Sunday, July 5, 2009

Naturalism Defeated

Alvin Plantinga is a Christian philosopher who has been arguing for Christianity since the 1960's. He has written numerous books and articles over the years with a special emphasis on epistemology, which is the branch of philosophy that studies the nature of knowledge, its presuppositions and foundations. From 1993 - 2000 he released three books on the topic of epistemology, culminating with the 2000 release of Warranted Christian Belief. But in the second book, Warrant and Proper Function, he proposed in that book a very cogent argument for the inherent problems with Naturalism and Evolution. Over the next few years he tweaked the argument and made it better, answered criticisms, and has put forth one of the best argument against Naturalism & Evolution. I will try to sum it up as best as I can, but please check online as the papers are still available. 
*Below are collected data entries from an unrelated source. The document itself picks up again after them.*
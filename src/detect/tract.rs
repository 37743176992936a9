#![cfg(feature = "backend-tract")]

use std::path::Path;

use anyhow::{anyhow, Context, Result};
use tract_onnx::prelude::*;

use crate::detect::{BoundingBox, Detection, Detector};
use crate::frame::Frame;

/// Tract-based ONNX detector.
///
/// Loads a local model file and runs inference on RGB frames. The model is
/// expected to emit decoded detections shaped `[1, N, 6]` as
/// `(x_min, y_min, x_max, y_max, score, class_index)` in model-input pixel
/// coordinates; boxes are scaled back to frame coordinates here. No network
/// I/O and no disk writes beyond model loading.
pub struct TractDetector {
    model: SimplePlan<TypedFact, Box<dyn TypedOp>, Graph<TypedFact, Box<dyn TypedOp>>>,
    input_width: u32,
    input_height: u32,
    class_names: Vec<String>,
    confidence_threshold: f32,
}

impl TractDetector {
    /// Load an ONNX model from disk and prepare it for inference.
    pub fn new<P: AsRef<Path>>(
        model_path: P,
        input_width: u32,
        input_height: u32,
        class_names: Vec<String>,
    ) -> Result<Self> {
        let model_path = model_path.as_ref();
        let model = tract_onnx::onnx()
            .model_for_path(model_path)
            .with_context(|| format!("failed to load ONNX model from {}", model_path.display()))?
            .with_input_fact(
                0,
                InferenceFact::dt_shape(
                    f32::datum_type(),
                    tvec!(1, 3, input_height as usize, input_width as usize),
                ),
            )
            .context("failed to set input fact")?
            .into_optimized()
            .context("failed to optimize ONNX model")?
            .into_runnable()
            .context("failed to build runnable ONNX model")?;

        Ok(Self {
            model,
            input_width,
            input_height,
            class_names,
            confidence_threshold: 0.5,
        })
    }

    /// Override the default confidence threshold.
    pub fn with_threshold(mut self, threshold: f32) -> Self {
        self.confidence_threshold = threshold;
        self
    }

    /// Resample the frame to the model input size and normalise to `[0, 1]`
    /// NCHW. Nearest-neighbour is good enough for detection input.
    fn build_input(&self, frame: &Frame) -> Result<Tensor> {
        let src_w = frame.width as usize;
        let src_h = frame.height as usize;
        if src_w == 0 || src_h == 0 {
            return Err(anyhow!("cannot run inference on an empty frame"));
        }
        let dst_w = self.input_width as usize;
        let dst_h = self.input_height as usize;
        let pixels = frame.pixels();

        let input =
            tract_ndarray::Array4::from_shape_fn((1, 3, dst_h, dst_w), |(_, channel, y, x)| {
                let sx = x * src_w / dst_w;
                let sy = y * src_h / dst_h;
                let idx = (sy * src_w + sx) * 3 + channel;
                pixels[idx] as f32 / 255.0
            });

        Ok(input.into_tensor())
    }

    fn class_name(&self, index: usize) -> String {
        self.class_names
            .get(index)
            .cloned()
            .unwrap_or_else(|| format!("class_{}", index))
    }
}

impl Detector for TractDetector {
    fn name(&self) -> &'static str {
        "tract"
    }

    fn detect(&mut self, frame: &Frame) -> Result<Vec<Detection>> {
        let input = self.build_input(frame)?;
        let outputs = self
            .model
            .run(tvec!(input.into()))
            .context("ONNX inference failed")?;
        let output = outputs
            .first()
            .ok_or_else(|| anyhow!("model produced no outputs"))?;
        let view = output
            .to_array_view::<f32>()
            .context("model output tensor was not f32")?;

        let rows = view
            .to_shape((view.len() / 6, 6))
            .context("model output is not shaped as (N, 6) detections")?;

        let scale_x = frame.width as f32 / self.input_width as f32;
        let scale_y = frame.height as f32 / self.input_height as f32;

        let mut detections = Vec::new();
        for row in rows.outer_iter() {
            let score = row[4];
            if score < self.confidence_threshold {
                continue;
            }
            let bbox = BoundingBox::new(
                row[0] * scale_x,
                row[1] * scale_y,
                row[2] * scale_x,
                row[3] * scale_y,
            );
            let label = self.class_name(row[5] as usize);
            detections.push(Detection::new(label, score.clamp(0.0, 1.0), bbox));
        }

        Ok(detections)
    }

    fn warm_up(&mut self) -> Result<()> {
        let zeros = Tensor::zero::<f32>(&[
            1,
            3,
            self.input_height as usize,
            self.input_width as usize,
        ])?;
        self.model
            .run(tvec!(zeros.into()))
            .context("ONNX warm-up inference failed")?;
        Ok(())
    }
}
Take philosophical naturalism to be the belief that there aren't any supernatural beings and that we evolved from simpler life forms to complex, including our cognitive abilities. Naturalist Patricia Churchland writes:

"Boiled down to essentials, a nervous system enables the organism to succeed in the four F's: feeding, fleeing, fighting, and reproducing. The principle chore of nervous systems is to get the body parts where they should be in order that the organism may survive. . . . . Improvements in sensorimotor control confer an evolutionary advantage: a fancier style of representing is advantageous so long as it is geared to the organism's way of life and enhances the organism's chances of survival [Churchland's emphasis]. Truth, whatever that is, definitely takes the hindmost."

The problem begins from certain doubts about the reliability of our cognitive faculties, where, roughly, a cognitive faculty--memory, perception, reason--is reliable if the great bulk of its deliverances are true. How can we be certain that our cognitive faculties produce true beliefs given random mutation and genetic drift? Is it at all likely that our cognitive faculties  would have developed in such a way as to be reliable, to furnish us with mostly true beliefs? Darwin himself expressed this doubt: "With me, he said, the horrid doubt always arises whether the convictions of man's mind, which has been developed from the mind of the lower animals, are of any value or at all trustworthy. Would any one trust in the convictions of a monkey's mind, if there are any convictions in such a mind?"  Evolutionary theory as proposed seems to be more interested in how we behave rather than what we believe. 

Then he moves into the area of defeaters. This is basically a counter argument. Say you believe x and then later on you run across new evidence that defeats your previously held belief. N&E furnishes one who accepts it with a defeater for the belief that our cognitive faculties are reliable--a defeater that can't be defeated. But then this conjunction also furnishes a defeater for any belief produced by our cognitive faculties, including, in the case of one who accepts it, N&E itself: hence its self-defeating character. 

The area of defeaters is more complex than I have outlined here and the source of much debate. But I believe that Plantinga has answered the objections well to still give warrant to his original argument.